## Task requirements
Write each entry down again precisely, skipping nothing.

## Data extract
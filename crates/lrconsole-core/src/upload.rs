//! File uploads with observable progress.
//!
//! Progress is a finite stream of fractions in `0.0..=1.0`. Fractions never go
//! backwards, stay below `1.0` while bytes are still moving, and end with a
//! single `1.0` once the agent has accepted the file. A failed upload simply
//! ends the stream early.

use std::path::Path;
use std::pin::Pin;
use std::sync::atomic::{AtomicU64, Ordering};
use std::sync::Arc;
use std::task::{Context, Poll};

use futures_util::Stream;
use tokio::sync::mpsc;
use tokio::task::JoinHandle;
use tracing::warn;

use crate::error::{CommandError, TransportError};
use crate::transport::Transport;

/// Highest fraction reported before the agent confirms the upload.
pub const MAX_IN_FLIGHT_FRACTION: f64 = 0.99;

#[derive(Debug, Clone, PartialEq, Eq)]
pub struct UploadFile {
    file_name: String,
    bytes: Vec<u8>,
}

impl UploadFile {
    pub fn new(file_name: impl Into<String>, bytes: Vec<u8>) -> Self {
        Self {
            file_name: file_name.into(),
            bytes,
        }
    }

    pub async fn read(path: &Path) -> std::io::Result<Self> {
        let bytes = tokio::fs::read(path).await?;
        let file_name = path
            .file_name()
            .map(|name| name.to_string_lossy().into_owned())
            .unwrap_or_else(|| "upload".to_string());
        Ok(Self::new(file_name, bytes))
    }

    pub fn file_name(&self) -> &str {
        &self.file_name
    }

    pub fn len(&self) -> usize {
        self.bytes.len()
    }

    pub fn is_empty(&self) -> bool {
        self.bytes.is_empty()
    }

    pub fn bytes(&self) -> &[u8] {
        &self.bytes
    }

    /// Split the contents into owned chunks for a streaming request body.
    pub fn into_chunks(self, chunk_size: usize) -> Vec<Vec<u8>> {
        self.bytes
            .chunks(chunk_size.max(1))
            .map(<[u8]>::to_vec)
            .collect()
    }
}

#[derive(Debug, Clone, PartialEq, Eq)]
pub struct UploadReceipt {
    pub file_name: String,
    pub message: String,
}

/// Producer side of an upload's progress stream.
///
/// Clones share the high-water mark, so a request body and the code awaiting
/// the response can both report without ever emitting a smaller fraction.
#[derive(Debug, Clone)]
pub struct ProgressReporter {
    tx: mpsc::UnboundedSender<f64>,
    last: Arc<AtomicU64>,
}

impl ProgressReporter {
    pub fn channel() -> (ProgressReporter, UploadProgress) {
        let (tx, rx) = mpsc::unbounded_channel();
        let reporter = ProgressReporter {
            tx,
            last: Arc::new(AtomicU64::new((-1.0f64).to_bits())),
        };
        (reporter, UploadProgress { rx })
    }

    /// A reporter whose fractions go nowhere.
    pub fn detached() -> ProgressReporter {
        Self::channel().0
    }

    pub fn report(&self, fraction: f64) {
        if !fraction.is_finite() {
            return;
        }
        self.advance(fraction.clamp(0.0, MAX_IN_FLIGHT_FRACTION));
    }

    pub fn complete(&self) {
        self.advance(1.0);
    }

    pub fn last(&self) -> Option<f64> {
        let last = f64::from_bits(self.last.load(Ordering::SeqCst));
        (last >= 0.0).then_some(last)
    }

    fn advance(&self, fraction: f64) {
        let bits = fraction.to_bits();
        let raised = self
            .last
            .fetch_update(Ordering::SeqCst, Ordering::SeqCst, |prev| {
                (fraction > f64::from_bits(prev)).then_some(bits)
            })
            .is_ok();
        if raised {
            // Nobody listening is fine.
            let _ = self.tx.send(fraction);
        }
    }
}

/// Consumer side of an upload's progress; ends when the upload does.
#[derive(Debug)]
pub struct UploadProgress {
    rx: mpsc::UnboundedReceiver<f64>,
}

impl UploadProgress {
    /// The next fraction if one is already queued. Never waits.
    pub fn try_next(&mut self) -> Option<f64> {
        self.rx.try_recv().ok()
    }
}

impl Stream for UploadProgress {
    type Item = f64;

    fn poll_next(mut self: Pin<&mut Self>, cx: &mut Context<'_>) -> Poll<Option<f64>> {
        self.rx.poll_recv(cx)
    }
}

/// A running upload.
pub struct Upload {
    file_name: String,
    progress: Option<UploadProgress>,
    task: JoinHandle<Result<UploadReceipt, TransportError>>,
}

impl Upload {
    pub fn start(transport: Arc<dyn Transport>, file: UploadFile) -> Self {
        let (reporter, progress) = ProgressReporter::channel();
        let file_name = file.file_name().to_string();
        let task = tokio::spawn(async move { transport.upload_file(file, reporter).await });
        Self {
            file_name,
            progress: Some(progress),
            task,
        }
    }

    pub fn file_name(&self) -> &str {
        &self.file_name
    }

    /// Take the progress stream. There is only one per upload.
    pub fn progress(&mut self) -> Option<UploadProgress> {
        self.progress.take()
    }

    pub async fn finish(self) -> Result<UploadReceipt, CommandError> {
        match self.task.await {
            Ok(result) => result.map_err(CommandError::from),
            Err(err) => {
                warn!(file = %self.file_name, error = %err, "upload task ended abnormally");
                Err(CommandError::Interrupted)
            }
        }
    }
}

## Answer to the exercise
filename crates/lrconsole-core/src/upload.rs
//! File uploads with observable progress.
//!
//! Progress is a finite stream of fractions in `0.0..=1.0`. Fractions never go
//! backwards, stay below `1.0` while bytes are still moving, and end with a
//! single `1.0` once the agent has accepted the file. A failed upload simply
//! ends the stream early.

use std::path::Path;
use std::pin::Pin;
use std::sync::atomic::{AtomicU64, Ordering};
use std::sync::Arc;
use std::task::{Context, Poll};

use futures_util::Stream;
use tokio::sync::mpsc;
use tokio::task::JoinHandle;
use tracing::warn;

use crate::error::{CommandError, TransportError};
use crate::transport::Transport;

/// Highest fraction reported before the agent confirms the upload.
pub const MAX_IN_FLIGHT_FRACTION: f64 = 0.99;

#[derive(Debug, Clone, PartialEq, Eq)]
pub struct UploadFile {
    file_name: String,
    bytes: Vec<u8>,
}

impl UploadFile {
    pub fn new(file_name: impl Into<String>, bytes: Vec<u8>) -> Self {
        Self {
            file_name: file_name.into(),
            bytes,
        }
    }

    pub async fn read(path: &Path) -> std::io::Result<Self> {
        let bytes = tokio::fs::read(path).await?;
        let file_name = path
            .file_name()
            .map(|name| name.to_string_lossy().into_owned())
            .unwrap_or_else(|| "upload".to_string());
        Ok(Self::new(file_name, bytes))
    }

    pub fn file_name(&self) -> &str {
        &self.file_name
    }

    pub fn len(&self) -> usize {
        self.bytes.len()
    }

    pub fn is_empty(&self) -> bool {
        self.bytes.is_empty()
    }

    pub fn bytes(&self) -> &[u8] {
        &self.bytes
    }

    /// Split the contents into owned chunks for a streaming request body.
    pub fn into_chunks(self, chunk_size: usize) -> Vec<Vec<u8>> {
        self.bytes
            .chunks(chunk_size.max(1))
            .map(<[u8]>::to_vec)
            .collect()
    }
}

#[derive(Debug, Clone, PartialEq, Eq)]
pub struct UploadReceipt {
    pub file_name: String,
    pub message: String,
}

/// Producer side of an upload's progress stream.
///
/// Clones share the high-water mark, so a request body and the code awaiting
/// the response can both report without ever emitting a smaller fraction.
#[derive(Debug, Clone)]
pub struct ProgressReporter {
    tx: mpsc::UnboundedSender<f64>,
    last: Arc<AtomicU64>,
}

impl ProgressReporter {
    pub fn channel() -> (ProgressReporter, UploadProgress) {
        let (tx, rx) = mpsc::unbounded_channel();
        let reporter = ProgressReporter {
            tx,
            last: Arc::new(AtomicU64::new((-1.0f64).to_bits())),
        };
        (reporter, UploadProgress { rx })
    }

    /// A reporter whose fractions go nowhere.
    pub fn detached() -> ProgressReporter {
        Self::channel().0
    }

    pub fn report(&self, fraction: f64) {
        if !fraction.is_finite() {
            return;
        }
        self.advance(fraction.clamp(0.0, MAX_IN_FLIGHT_FRACTION));
    }

    pub fn complete(&self) {
        self.advance(1.0);
    }

    pub fn last(&self) -> Option<f64> {
        let last = f64::from_bits(self.last.load(Ordering::SeqCst));
        (last >= 0.0).then_some(last)
    }

    fn advance(&self, fraction: f64) {
        let bits = fraction.to_bits();
        let raised = self
            .last
            .fetch_update(Ordering::SeqCst, Ordering::SeqCst, |prev| {
                (fraction > f64::from_bits(prev)).then_some(bits)
            })
            .is_ok();
        if raised {
            // Nobody listening is fine.
            let _ = self.tx.send(fraction);
        }
    }
}

/// Consumer side of an upload's progress; ends when the upload does.
#[derive(Debug)]
pub struct UploadProgress {
    rx: mpsc::UnboundedReceiver<f64>,
}

impl UploadProgress {
    /// The next fraction if one is already queued. Never waits.
    pub fn try_next(&mut self) -> Option<f64> {
        self.rx.try_recv().ok()
    }
}

impl Stream for UploadProgress {
    type Item = f64;

    fn poll_next(mut self: Pin<&mut Self>, cx: &mut Context<'_>) -> Poll<Option<f64>> {
        self.rx.poll_recv(cx)
    }
}

/// A running upload.
pub struct Upload {
    file_name: String,
    progress: Option<UploadProgress>,
    task: JoinHandle<Result<UploadReceipt, TransportError>>,
}

impl Upload {
    pub fn start(transport: Arc<dyn Transport>, file: UploadFile) -> Self {
        let (reporter, progress) = ProgressReporter::channel();
        let file_name = file.file_name().to_string();
        let task = tokio::spawn(async move { transport.upload_file(file, reporter).await });
        Self {
            file_name,
            progress: Some(progress),
            task,
        }
    }

    pub fn file_name(&self) -> &str {
        &self.file_name
    }

    /// Take the progress stream. There is only one per upload.
    pub fn progress(&mut self) -> Option<UploadProgress> {
        self.progress.take()
    }

    pub async fn finish(self) -> Result<UploadReceipt, CommandError> {
        match self.task.await {
            Ok(result) => result.map_err(CommandError::from),
            Err(err) => {
                warn!(file = %self.file_name, error = %err, "upload task ended abnormally");
                Err(CommandError::Interrupted)
            }
        }
    }
}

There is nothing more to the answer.